DATA TO PROCESS:
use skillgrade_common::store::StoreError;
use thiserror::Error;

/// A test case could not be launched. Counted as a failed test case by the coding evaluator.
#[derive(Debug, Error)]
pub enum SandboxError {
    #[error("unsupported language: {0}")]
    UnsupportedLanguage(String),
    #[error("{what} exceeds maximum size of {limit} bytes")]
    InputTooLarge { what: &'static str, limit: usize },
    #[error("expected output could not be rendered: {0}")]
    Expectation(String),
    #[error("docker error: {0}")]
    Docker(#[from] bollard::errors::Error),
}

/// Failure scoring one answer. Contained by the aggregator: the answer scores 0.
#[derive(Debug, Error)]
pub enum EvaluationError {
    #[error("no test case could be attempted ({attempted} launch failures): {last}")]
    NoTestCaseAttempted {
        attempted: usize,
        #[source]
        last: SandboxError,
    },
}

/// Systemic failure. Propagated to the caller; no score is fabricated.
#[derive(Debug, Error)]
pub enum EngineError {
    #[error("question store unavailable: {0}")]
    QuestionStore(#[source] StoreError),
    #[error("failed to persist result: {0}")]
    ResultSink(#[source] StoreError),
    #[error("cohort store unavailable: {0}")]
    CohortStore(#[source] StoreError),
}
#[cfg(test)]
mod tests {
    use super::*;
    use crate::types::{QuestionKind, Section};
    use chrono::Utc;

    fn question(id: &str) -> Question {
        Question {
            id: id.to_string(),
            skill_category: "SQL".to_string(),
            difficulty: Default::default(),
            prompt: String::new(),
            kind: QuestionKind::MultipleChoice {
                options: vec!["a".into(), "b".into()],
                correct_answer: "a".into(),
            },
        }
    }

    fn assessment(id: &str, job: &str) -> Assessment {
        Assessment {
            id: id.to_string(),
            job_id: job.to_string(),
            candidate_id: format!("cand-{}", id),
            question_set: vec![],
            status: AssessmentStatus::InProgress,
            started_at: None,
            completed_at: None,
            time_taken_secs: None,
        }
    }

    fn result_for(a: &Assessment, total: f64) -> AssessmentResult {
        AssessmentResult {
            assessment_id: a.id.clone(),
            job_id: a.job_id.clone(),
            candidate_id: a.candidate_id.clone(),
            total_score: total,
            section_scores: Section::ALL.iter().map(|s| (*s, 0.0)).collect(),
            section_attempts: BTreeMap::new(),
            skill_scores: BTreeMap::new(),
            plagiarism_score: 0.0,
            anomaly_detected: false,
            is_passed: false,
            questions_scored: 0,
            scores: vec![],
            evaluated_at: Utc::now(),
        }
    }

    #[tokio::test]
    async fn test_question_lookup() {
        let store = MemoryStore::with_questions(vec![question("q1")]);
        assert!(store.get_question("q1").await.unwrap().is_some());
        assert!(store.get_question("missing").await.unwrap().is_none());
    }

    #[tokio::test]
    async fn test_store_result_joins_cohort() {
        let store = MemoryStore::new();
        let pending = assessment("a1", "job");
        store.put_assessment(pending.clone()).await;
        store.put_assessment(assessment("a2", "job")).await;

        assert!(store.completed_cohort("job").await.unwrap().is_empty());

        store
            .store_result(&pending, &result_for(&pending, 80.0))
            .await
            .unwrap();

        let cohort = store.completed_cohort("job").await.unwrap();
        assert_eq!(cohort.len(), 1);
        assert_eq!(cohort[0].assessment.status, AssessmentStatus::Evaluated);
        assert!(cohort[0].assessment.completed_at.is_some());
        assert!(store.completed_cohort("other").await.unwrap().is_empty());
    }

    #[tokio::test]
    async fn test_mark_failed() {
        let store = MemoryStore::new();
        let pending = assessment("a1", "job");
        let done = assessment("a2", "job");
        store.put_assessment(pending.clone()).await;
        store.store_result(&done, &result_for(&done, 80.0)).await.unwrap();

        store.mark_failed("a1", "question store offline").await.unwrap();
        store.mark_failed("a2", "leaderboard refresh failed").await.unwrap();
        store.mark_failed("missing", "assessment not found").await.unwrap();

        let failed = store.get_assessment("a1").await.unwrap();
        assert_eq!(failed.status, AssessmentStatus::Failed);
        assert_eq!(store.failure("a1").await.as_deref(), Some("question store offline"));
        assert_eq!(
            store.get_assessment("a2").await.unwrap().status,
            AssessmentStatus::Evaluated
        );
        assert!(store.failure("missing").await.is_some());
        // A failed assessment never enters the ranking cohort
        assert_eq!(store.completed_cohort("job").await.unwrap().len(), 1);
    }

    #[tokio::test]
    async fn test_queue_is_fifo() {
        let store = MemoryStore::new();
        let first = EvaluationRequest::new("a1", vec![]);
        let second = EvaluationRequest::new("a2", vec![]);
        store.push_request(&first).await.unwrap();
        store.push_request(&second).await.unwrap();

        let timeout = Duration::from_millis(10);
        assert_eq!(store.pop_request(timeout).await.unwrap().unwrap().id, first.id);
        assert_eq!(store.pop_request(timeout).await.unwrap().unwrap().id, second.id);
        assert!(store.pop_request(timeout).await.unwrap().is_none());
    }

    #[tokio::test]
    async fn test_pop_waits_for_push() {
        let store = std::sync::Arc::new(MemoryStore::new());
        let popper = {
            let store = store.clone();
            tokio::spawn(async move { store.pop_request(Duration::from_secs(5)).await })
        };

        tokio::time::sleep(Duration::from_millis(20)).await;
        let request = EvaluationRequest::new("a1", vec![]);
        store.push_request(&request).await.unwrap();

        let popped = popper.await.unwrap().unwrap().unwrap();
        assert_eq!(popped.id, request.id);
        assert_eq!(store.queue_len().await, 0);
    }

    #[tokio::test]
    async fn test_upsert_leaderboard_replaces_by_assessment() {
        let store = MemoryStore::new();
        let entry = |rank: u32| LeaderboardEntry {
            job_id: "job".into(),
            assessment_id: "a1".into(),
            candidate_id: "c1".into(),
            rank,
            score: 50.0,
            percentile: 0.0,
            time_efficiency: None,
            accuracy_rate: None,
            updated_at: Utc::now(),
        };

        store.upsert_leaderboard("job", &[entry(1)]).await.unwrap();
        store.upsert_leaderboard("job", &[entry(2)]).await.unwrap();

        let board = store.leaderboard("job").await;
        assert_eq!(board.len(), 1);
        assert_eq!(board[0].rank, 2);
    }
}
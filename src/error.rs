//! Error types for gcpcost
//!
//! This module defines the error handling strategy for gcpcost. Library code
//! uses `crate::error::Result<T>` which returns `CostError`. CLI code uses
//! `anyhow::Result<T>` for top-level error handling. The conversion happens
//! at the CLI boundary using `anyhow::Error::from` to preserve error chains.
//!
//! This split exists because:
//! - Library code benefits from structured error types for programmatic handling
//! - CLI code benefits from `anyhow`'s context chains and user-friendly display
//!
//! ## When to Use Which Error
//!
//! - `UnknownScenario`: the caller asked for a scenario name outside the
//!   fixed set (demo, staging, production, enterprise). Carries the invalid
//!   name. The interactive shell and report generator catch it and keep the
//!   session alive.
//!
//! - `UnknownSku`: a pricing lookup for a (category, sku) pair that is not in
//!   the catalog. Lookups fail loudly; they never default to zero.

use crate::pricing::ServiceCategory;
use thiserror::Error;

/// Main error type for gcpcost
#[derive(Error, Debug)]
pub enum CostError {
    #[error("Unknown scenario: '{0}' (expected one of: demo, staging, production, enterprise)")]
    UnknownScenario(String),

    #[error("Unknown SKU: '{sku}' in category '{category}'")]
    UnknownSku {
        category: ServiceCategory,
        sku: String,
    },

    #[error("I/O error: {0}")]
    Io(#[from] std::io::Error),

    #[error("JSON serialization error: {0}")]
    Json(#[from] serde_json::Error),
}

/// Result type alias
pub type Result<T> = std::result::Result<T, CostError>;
==
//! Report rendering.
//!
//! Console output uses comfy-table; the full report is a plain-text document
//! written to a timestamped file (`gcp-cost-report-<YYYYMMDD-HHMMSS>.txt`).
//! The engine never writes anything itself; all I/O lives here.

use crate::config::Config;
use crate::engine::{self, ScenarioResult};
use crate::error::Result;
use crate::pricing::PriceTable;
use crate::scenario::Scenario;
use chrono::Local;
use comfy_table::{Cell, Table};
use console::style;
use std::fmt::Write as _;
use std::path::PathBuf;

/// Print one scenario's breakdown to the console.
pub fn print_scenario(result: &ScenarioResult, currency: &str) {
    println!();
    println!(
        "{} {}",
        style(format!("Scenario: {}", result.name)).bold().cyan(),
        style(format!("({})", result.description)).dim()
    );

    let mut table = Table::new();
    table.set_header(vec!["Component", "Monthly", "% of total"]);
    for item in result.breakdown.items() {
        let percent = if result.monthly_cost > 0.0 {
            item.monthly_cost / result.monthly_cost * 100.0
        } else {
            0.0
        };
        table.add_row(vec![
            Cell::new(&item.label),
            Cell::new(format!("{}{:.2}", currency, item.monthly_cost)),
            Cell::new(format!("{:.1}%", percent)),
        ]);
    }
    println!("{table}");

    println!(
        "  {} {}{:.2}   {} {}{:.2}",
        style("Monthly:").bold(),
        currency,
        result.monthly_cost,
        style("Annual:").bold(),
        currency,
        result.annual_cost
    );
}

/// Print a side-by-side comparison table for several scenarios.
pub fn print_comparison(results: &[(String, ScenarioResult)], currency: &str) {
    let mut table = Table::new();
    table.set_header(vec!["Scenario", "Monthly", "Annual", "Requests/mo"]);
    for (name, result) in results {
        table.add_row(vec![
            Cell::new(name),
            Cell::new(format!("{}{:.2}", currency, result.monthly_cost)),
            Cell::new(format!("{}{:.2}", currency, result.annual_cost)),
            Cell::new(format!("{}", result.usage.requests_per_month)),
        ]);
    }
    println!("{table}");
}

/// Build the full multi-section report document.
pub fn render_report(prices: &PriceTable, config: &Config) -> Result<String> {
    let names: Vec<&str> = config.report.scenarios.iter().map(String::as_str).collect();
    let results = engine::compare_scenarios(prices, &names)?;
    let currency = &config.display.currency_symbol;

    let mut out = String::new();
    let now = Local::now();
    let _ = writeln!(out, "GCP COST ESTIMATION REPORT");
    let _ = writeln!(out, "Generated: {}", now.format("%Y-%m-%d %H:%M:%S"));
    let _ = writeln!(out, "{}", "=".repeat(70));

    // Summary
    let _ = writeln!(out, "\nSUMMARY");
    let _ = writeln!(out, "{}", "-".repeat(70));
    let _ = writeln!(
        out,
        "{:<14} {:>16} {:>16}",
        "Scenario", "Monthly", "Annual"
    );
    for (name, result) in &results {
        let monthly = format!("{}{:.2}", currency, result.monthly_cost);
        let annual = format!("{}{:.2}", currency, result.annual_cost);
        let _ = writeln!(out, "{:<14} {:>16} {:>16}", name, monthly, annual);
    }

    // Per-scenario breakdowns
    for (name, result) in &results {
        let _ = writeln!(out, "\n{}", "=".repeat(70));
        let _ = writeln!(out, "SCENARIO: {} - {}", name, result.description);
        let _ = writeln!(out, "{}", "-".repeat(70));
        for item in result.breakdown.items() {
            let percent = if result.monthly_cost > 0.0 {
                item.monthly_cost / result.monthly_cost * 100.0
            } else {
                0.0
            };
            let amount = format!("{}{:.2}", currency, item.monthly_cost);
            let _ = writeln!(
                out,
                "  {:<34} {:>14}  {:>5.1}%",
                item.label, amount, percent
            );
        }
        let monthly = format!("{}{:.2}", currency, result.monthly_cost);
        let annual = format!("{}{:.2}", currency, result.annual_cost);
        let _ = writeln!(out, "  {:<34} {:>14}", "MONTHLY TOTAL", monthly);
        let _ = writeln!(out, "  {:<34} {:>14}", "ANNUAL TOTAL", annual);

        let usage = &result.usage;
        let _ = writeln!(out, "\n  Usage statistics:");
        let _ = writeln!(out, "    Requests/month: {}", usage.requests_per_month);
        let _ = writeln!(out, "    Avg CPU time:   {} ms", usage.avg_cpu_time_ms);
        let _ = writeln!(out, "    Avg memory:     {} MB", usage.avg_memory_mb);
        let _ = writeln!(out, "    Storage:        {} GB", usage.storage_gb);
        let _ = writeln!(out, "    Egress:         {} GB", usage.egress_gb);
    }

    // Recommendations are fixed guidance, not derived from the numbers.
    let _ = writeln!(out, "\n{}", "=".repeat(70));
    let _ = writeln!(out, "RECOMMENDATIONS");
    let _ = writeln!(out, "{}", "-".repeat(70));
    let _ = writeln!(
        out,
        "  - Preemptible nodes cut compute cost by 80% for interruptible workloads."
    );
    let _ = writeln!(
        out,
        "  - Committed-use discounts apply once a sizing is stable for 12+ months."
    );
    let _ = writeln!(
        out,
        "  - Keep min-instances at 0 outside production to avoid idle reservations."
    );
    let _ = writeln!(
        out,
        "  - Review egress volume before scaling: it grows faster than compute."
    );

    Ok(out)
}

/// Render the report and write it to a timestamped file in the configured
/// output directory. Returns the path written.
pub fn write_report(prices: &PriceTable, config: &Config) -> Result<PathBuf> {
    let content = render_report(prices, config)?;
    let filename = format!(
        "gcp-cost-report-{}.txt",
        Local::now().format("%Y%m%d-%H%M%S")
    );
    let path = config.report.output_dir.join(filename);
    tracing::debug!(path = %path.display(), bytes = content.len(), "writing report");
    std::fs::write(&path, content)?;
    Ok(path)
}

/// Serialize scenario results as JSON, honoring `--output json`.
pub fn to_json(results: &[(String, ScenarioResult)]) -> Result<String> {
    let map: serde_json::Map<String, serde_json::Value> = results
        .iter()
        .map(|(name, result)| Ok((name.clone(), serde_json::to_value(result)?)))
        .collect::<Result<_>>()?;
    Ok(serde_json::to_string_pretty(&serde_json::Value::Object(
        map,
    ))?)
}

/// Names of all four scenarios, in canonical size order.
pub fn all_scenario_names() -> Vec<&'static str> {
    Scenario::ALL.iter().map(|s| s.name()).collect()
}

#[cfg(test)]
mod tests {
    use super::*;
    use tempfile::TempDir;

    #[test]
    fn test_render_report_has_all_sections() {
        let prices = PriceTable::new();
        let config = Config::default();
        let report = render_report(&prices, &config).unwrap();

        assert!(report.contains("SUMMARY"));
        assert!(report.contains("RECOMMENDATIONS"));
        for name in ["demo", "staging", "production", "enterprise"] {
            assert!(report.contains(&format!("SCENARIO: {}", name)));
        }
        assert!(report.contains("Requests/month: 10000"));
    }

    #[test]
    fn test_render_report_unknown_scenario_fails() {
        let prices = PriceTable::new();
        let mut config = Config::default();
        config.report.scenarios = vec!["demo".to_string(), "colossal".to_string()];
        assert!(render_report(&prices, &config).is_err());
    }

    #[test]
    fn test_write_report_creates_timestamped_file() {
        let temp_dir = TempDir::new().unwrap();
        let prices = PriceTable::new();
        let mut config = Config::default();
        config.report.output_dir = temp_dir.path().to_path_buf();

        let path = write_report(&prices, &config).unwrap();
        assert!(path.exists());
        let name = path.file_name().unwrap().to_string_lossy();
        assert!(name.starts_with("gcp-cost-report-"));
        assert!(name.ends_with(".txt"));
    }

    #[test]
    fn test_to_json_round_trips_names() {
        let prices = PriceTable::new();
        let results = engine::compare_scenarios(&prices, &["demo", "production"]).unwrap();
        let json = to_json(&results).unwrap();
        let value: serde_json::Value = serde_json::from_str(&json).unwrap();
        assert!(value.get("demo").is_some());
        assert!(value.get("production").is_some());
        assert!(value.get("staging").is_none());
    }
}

WHAT YOU SHOULD DO: Among the records above, repeat exactly the line with "assert_eq!(popped.id, request.id);", the line with "let entry = |rank: u32|", and every line in between, and only those.

EXERCISE OUTPUT:
        assert_eq!(popped.id, request.id);
        assert_eq!(store.queue_len().await, 0);
    }

    #[tokio::test]
    async fn test_upsert_leaderboard_replaces_by_assessment() {
        let store = MemoryStore::new();
        let entry = |rank: u32| LeaderboardEntry {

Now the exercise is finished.